→ **Your assignment**: The response must consist of the lines below from the one with "use std::time::Duration;" through the one with "form.check_page_numbers()?;", exactly as they appear and with both ends kept.

(Dataset entries)
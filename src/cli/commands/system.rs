use wizard_core::SaveTrigger;

use crate::cli::context::{CommandError, CommandResult, ShellContext};
use crate::cli::help;

use super::CommandDefinition;

pub(crate) fn definitions() -> Vec<CommandDefinition> {
    vec![
        CommandDefinition::new(
            "help",
            "Show available commands",
            "help [command]",
            cmd_help,
        ),
        CommandDefinition::new("exit", "Save progress and leave the shell", "exit", cmd_exit),
    ]
}

fn cmd_help(context: &mut ShellContext, args: &[&str]) -> CommandResult {
    if let Some(command) = args.first().map(|name| name.to_lowercase()) {
        if let Some(command) = context.command(&command) {
            help::print_command(command);
        } else {
            context.suggest_command(args[0]);
        }
        return Ok(());
    }

    help::print_overview(&context.registry);
    Ok(())
}

fn cmd_exit(context: &mut ShellContext, _args: &[&str]) -> CommandResult {
    context.session.save(SaveTrigger::BeforeUnload);
    Err(CommandError::ExitRequested)
}
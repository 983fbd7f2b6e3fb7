//! Element naming contract shared by the generator and the runtime.

/// Prefix carried by every answer-bearing element key.
pub const QUESTION_PREFIX: &str = "q_";

/// Radio value that marks the free-text "other" option.
pub const OTHER_VALUE: &str = "other";

/// Snapshot key suffix holding the free text of an `other` radio option.
pub const OTHER_SNAPSHOT_SUFFIX: &str = "_other";

/// Export key suffix holding the free text of an `other` radio option.
pub const OTHER_EXPORT_SUFFIX: &str = " (Other)";

/// Element key for a text input, a single-option checkbox, or a radio group.
pub fn question_key(question_id: &str) -> String {
    format!("{QUESTION_PREFIX}{question_id}")
}

/// Element key for one option of a multi-option checkbox question.
pub fn option_key(question_id: &str, index: usize) -> String {
    format!("{QUESTION_PREFIX}{question_id}_{index}")
}

pub fn is_question_key(key: &str) -> bool {
    key.starts_with(QUESTION_PREFIX)
}

/// Composite, human-readable key used in exported submissions.
pub fn export_key(element_key: &str, label: &str) -> String {
    format!("{element_key}_{label}")
}

/// Snapshot key under which the `other` free text of a radio group is saved.
pub fn other_snapshot_key(group_name: &str) -> String {
    format!("{group_name}{OTHER_SNAPSHOT_SUFFIX}")
}
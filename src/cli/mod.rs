pub mod commands;
pub mod context;
pub mod help;
pub mod host;
pub mod io;
pub mod output;
pub mod render;
mod shell;

pub use context::{CliError, CliMode, CommandError, ShellContext};
pub use shell::{run_shell, SCRIPT_ENV};
//! Per-page gating rules for forward navigation.
//!
//! Only two rules ever block: the consent checkbox on page 1 and the system
//! selection on evaluation pages. Every other page is optional, whatever the
//! `required` flags of its questions say.

use std::collections::BTreeSet;

use wizard_domain::{is_question_key, AnswerWidget};

pub const DEFAULT_CONSENT_FIELD: &str = "q_2138434720";
pub const DEFAULT_EVALUATION_PAGES: [u32; 3] = [5, 7, 9];
pub const DEFAULT_SELECTION_SUFFIXES: [&str; 3] = ["635", "265", "845"];

#[derive(Debug, Clone, Copy, PartialEq, Eq)]
pub enum PageRule {
    Consent,
    Selection,
    Optional,
}

#[derive(Debug, Clone, PartialEq, Eq)]
pub struct ValidationPolicy {
    consent_field: String,
    evaluation_pages: BTreeSet<u32>,
    selection_suffixes: Vec<String>,
}

impl Default for ValidationPolicy {
    fn default() -> Self {
        Self::new(
            DEFAULT_CONSENT_FIELD,
            DEFAULT_EVALUATION_PAGES,
            DEFAULT_SELECTION_SUFFIXES,
        )
    }
}

impl ValidationPolicy {
    pub fn new<P, S, T>(consent_field: impl Into<String>, evaluation_pages: P, suffixes: S) -> Self
    where
        P: IntoIterator<Item = u32>,
        S: IntoIterator<Item = T>,
        T: Into<String>,
    {
        Self {
            consent_field: consent_field.into(),
            evaluation_pages: evaluation_pages.into_iter().collect(),
            selection_suffixes: suffixes.into_iter().map(Into::into).collect(),
        }
    }

    pub fn consent_field(&self) -> &str {
        &self.consent_field
    }

    pub fn evaluation_pages(&self) -> &BTreeSet<u32> {
        &self.evaluation_pages
    }

    pub fn rule_for(&self, page: u32) -> PageRule {
        if page == 1 {
            PageRule::Consent
        } else if self.evaluation_pages.contains(&page) {
            PageRule::Selection
        } else {
            PageRule::Optional
        }
    }

    /// Pages whose next control starts out disabled in fresh markup.
    pub fn needs_validation(&self, page: u32) -> bool {
        self.rule_for(page) != PageRule::Optional
    }

    pub fn is_page_valid(&self, page: u32, widgets: &[AnswerWidget]) -> bool {
        match self.rule_for(page) {
            PageRule::Consent => widgets.iter().any(|widget| {
                widget.checked && widget.id.as_deref() == Some(self.consent_field.as_str())
            }),
            PageRule::Selection => widgets
                .iter()
                .filter(|widget| widget.page == page && widget.checked)
                .any(|widget| self.is_selection_input(widget)),
            PageRule::Optional => true,
        }
    }

    fn is_selection_input(&self, widget: &AnswerWidget) -> bool {
        let Some(name) = widget.name.as_deref() else {
            return false;
        };
        is_question_key(name)
            && self
                .selection_suffixes
                .iter()
                .any(|suffix| name.ends_with(suffix.as_str()))
    }
}
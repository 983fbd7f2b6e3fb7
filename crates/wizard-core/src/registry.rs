use std::collections::HashMap;

use wizard_domain::{export_key, is_question_key, AnswerWidget};

/// Element key → question label, built once from the rendered widgets and
/// only used to produce readable export keys.
#[derive(Debug, Clone, Default)]
pub struct TitleIndex {
    titles: HashMap<String, String>,
}

impl TitleIndex {
    pub fn build(widgets: &[AnswerWidget]) -> Self {
        let mut titles = HashMap::new();
        for widget in widgets {
            let Some(key) = widget.key().filter(|key| is_question_key(key)) else {
                continue;
            };
            let label = widget
                .group_label
                .as_deref()
                .map(str::trim)
                .filter(|label| !label.is_empty());
            if let Some(label) = label {
                titles.insert(key.to_string(), label.to_string());
            }
        }
        Self { titles }
    }

    pub fn get(&self, key: &str) -> Option<&str> {
        self.titles.get(key).map(String::as_str)
    }

    /// Label for `key`, falling back to the key itself.
    pub fn label_for<'a>(&'a self, key: &'a str) -> &'a str {
        self.get(key).unwrap_or(key)
    }

    pub fn export_key(&self, key: &str) -> String {
        export_key(key, self.label_for(key))
    }

    pub fn len(&self) -> usize {
        self.titles.len()
    }

    pub fn is_empty(&self) -> bool {
        self.titles.is_empty()
    }
}
//! wizard-domain
//!
//! Pure data models for the study wizard: the form description document, the
//! rendered answer widgets, and the records exchanged with storage and export.
//! No I/O, no terminal, no storage.

pub mod answer;
pub mod form;
pub mod naming;
pub mod widget;

pub use answer::*;
pub use form::*;
pub use naming::*;
pub use widget::*;
//! Wires the navigator, validator, persistence, and export into one
//! single-threaded session driven by host events.

use std::time::Duration;

use chrono::Local;
use tracing::{debug, info, warn};
use wizard_domain::{PersistedSnapshot, SubmissionDocument};

use crate::{
    build_submission, resume, snapshot_responses, AutosaveScheduler, Clock, CoreError, Navigator,
    PersistenceStore, ProgressIndicator, ProgressStore, RenderedForm, ResumeOutcome, SaveTrigger,
    TitleIndex, Transition, ValidationPolicy, WidgetEdit, WizardHost,
};

pub const COMPLETION_PROMPT: &str = "Thank you for participating! Your responses have been submitted and downloaded.\n\nWould you like to reset the form for a new participant?";
pub const RESET_NOTICE: &str = "Study has been reset. Ready for a new participant!";

#[derive(Debug, Clone, Copy, PartialEq, Eq)]
pub enum NavOutcome {
    Moved(Transition),
    /// The current page's next control is disabled.
    Blocked,
    /// Already on the first or last page.
    AtBoundary,
}

#[derive(Debug, Clone, PartialEq)]
pub enum SubmitOutcome {
    /// Not on the last page, or its submit control is disabled.
    Blocked,
    Submitted {
        document: SubmissionDocument,
        reset: bool,
    },
}

pub struct WizardSession<S, H, C> {
    navigator: Navigator,
    form: RenderedForm,
    titles: TitleIndex,
    policy: ValidationPolicy,
    store: PersistenceStore<S>,
    autosave: AutosaveScheduler,
    host: H,
    clock: C,
    resume: ResumeOutcome,
}

impl<S, H, C> WizardSession<S, H, C>
where
    S: ProgressStore,
    H: WizardHost,
    C: Clock,
{
    /// Startup: index labels, restore saved progress, validate every page,
    /// then arm autosave.
    pub fn start(
        mut form: RenderedForm,
        policy: ValidationPolicy,
        store: S,
        host: H,
        clock: C,
        autosave_interval: Duration,
    ) -> Result<Self, CoreError> {
        if form.total_pages() == 0 {
            return Err(CoreError::InvalidOperation("form has no pages".into()));
        }
        form.check_page_numbers()?;

        let titles = TitleIndex::build(form.widgets());
        let store = PersistenceStore::new(store);
        let mut navigator = Navigator::new(form.total_pages());
        form.show_only(navigator.current_page());
        let resume = resume(&store, &mut navigator, &mut form)?;

        let mut session = Self {
            navigator,
            form,
            titles,
            policy,
            store,
            autosave: AutosaveScheduler::new(autosave_interval),
            host,
            clock,
            resume,
        };
        session.refresh_progress();
        session.validate_all();

        if let Some(saved_at) = session.resume.restored_answers() {
            let local = saved_at.with_timezone(&Local);
            session.host.notify(&format!(
                "Welcome back! Your progress has been restored from {}.",
                local.format("%Y-%m-%d %H:%M:%S")
            ));
        }

        let now = session.clock.now();
        session.autosave.arm(now);
        info!(
            pages = session.navigator.total_pages(),
            current = session.navigator.current_page(),
            "study session started"
        );
        Ok(session)
    }

    pub fn current_page(&self) -> u32 {
        self.navigator.current_page()
    }

    pub fn total_pages(&self) -> u32 {
        self.navigator.total_pages()
    }

    pub fn navigator(&self) -> &Navigator {
        &self.navigator
    }

    pub fn form(&self) -> &RenderedForm {
        &self.form
    }

    pub fn titles(&self) -> &TitleIndex {
        &self.titles
    }

    pub fn policy(&self) -> &ValidationPolicy {
        &self.policy
    }

    pub fn store(&self) -> &PersistenceStore<S> {
        &self.store
    }

    pub fn host(&self) -> &H {
        &self.host
    }

    pub fn host_mut(&mut self) -> &mut H {
        &mut self.host
    }

    pub fn clock(&self) -> &C {
        &self.clock
    }

    pub fn resume_outcome(&self) -> &ResumeOutcome {
        &self.resume
    }

    pub fn progress(&self) -> ProgressIndicator {
        self.navigator.progress()
    }

    pub fn can_advance(&self) -> bool {
        self.form.next_enabled(self.navigator.current_page())
    }

    /// Applies a user edit, re-validates its page, and saves. Returns `false`
    /// when no widget matched.
    pub fn edit(&mut self, edit: WidgetEdit) -> bool {
        let Some(page) = self.form.apply_edit(&edit) else {
            debug!(?edit, "edit did not match any element");
            return false;
        };
        self.validate_page(page);
        self.save(SaveTrigger::InputChange);
        true
    }

    pub fn next(&mut self) -> NavOutcome {
        if !self.can_advance() {
            return NavOutcome::Blocked;
        }
        match self.navigator.advance() {
            Some(transition) => {
                self.apply_transition(transition);
                NavOutcome::Moved(transition)
            }
            None => NavOutcome::AtBoundary,
        }
    }

    pub fn back(&mut self) -> NavOutcome {
        match self.navigator.retreat() {
            Some(transition) => {
                self.apply_transition(transition);
                NavOutcome::Moved(transition)
            }
            None => NavOutcome::AtBoundary,
        }
    }

    /// Collects every answer, hands the export to the host, marks the study
    /// completed, clears saved progress, and offers a reset.
    pub fn submit(&mut self) -> Result<SubmitOutcome, CoreError> {
        if !self.navigator.is_last() || !self.can_advance() {
            return Ok(SubmitOutcome::Blocked);
        }

        let now = self.clock.now();
        let document = build_submission(self.form.widgets(), &self.titles, now);
        let json = serde_json::to_string_pretty(&document)?;
        self.host.offer_download(&document.file_name(), &json)?;

        self.store.mark_completed(now)?;
        self.store.clear_snapshot()?;
        info!(
            session = %document.session_id,
            responses = document.responses.len(),
            "study submitted"
        );

        let reset = self.host.confirm(COMPLETION_PROMPT);
        if reset {
            self.reset()?;
        }
        Ok(SubmitOutcome::Submitted { document, reset })
    }

    /// Clears stored records and every answer and returns to page 1.
    pub fn reset(&mut self) -> Result<(), CoreError> {
        self.store.clear_all()?;
        self.form.clear_widgets();
        let transition = self.navigator.reset();
        self.form.show_only(transition.to);
        self.validate_all();
        self.refresh_progress();
        self.host.notify(RESET_NOTICE);
        info!("study reset");
        Ok(())
    }

    /// Writes the current snapshot. Failures are logged and swallowed.
    pub fn save(&mut self, trigger: SaveTrigger) {
        let snapshot = PersistedSnapshot::new(
            self.navigator.current_page(),
            snapshot_responses(self.form.widgets()),
            self.clock.now(),
        );
        match self.store.save_snapshot(&snapshot) {
            Ok(()) => debug!(%trigger, page = snapshot.current_page, "progress saved"),
            Err(err) => warn!(%trigger, error = %err, "failed to save progress"),
        }
    }

    /// Runs an interval save when one is due. Returns whether it ran.
    pub fn tick(&mut self) -> bool {
        let now = self.clock.now();
        if self.autosave.poll(now) {
            self.save(SaveTrigger::Interval);
            true
        } else {
            false
        }
    }

    pub fn validate_page(&mut self, page: u32) {
        let valid = self.policy.is_page_valid(page, self.form.widgets());
        self.form.set_next_enabled(page, valid);
    }

    pub fn validate_all(&mut self) {
        let pages: Vec<u32> = self.form.pages().iter().map(|page| page.number).collect();
        for page in pages {
            self.validate_page(page);
        }
    }

    fn apply_transition(&mut self, transition: Transition) {
        self.form.show_only(transition.to);
        self.refresh_progress();
        self.save(SaveTrigger::Navigation);
        self.host.scroll_to_top();
        debug!(from = transition.from, to = transition.to, "page changed");
    }

    fn refresh_progress(&mut self) {
        self.form.set_progress(self.navigator.progress());
    }
}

→ **Task solution**:
use std::time::Duration;

use chrono::Local;
use tracing::{debug, info, warn};
use wizard_domain::{PersistedSnapshot, SubmissionDocument};

use crate::{
    build_submission, resume, snapshot_responses, AutosaveScheduler, Clock, CoreError, Navigator,
    PersistenceStore, ProgressIndicator, ProgressStore, RenderedForm, ResumeOutcome, SaveTrigger,
    TitleIndex, Transition, ValidationPolicy, WidgetEdit, WizardHost,
};

pub const COMPLETION_PROMPT: &str = "Thank you for participating! Your responses have been submitted and downloaded.\n\nWould you like to reset the form for a new participant?";
pub const RESET_NOTICE: &str = "Study has been reset. Ready for a new participant!";

#[derive(Debug, Clone, Copy, PartialEq, Eq)]
pub enum NavOutcome {
    Moved(Transition),
    /// The current page's next control is disabled.
    Blocked,
    /// Already on the first or last page.
    AtBoundary,
}

#[derive(Debug, Clone, PartialEq)]
pub enum SubmitOutcome {
    /// Not on the last page, or its submit control is disabled.
    Blocked,
    Submitted {
        document: SubmissionDocument,
        reset: bool,
    },
}

pub struct WizardSession<S, H, C> {
    navigator: Navigator,
    form: RenderedForm,
    titles: TitleIndex,
    policy: ValidationPolicy,
    store: PersistenceStore<S>,
    autosave: AutosaveScheduler,
    host: H,
    clock: C,
    resume: ResumeOutcome,
}

impl<S, H, C> WizardSession<S, H, C>
where
    S: ProgressStore,
    H: WizardHost,
    C: Clock,
{
    /// Startup: index labels, restore saved progress, validate every page,
    /// then arm autosave.
    pub fn start(
        mut form: RenderedForm,
        policy: ValidationPolicy,
        store: S,
        host: H,
        clock: C,
        autosave_interval: Duration,
    ) -> Result<Self, CoreError> {
        if form.total_pages() == 0 {
            return Err(CoreError::InvalidOperation("form has no pages".into()));
        }
        form.check_page_numbers()?;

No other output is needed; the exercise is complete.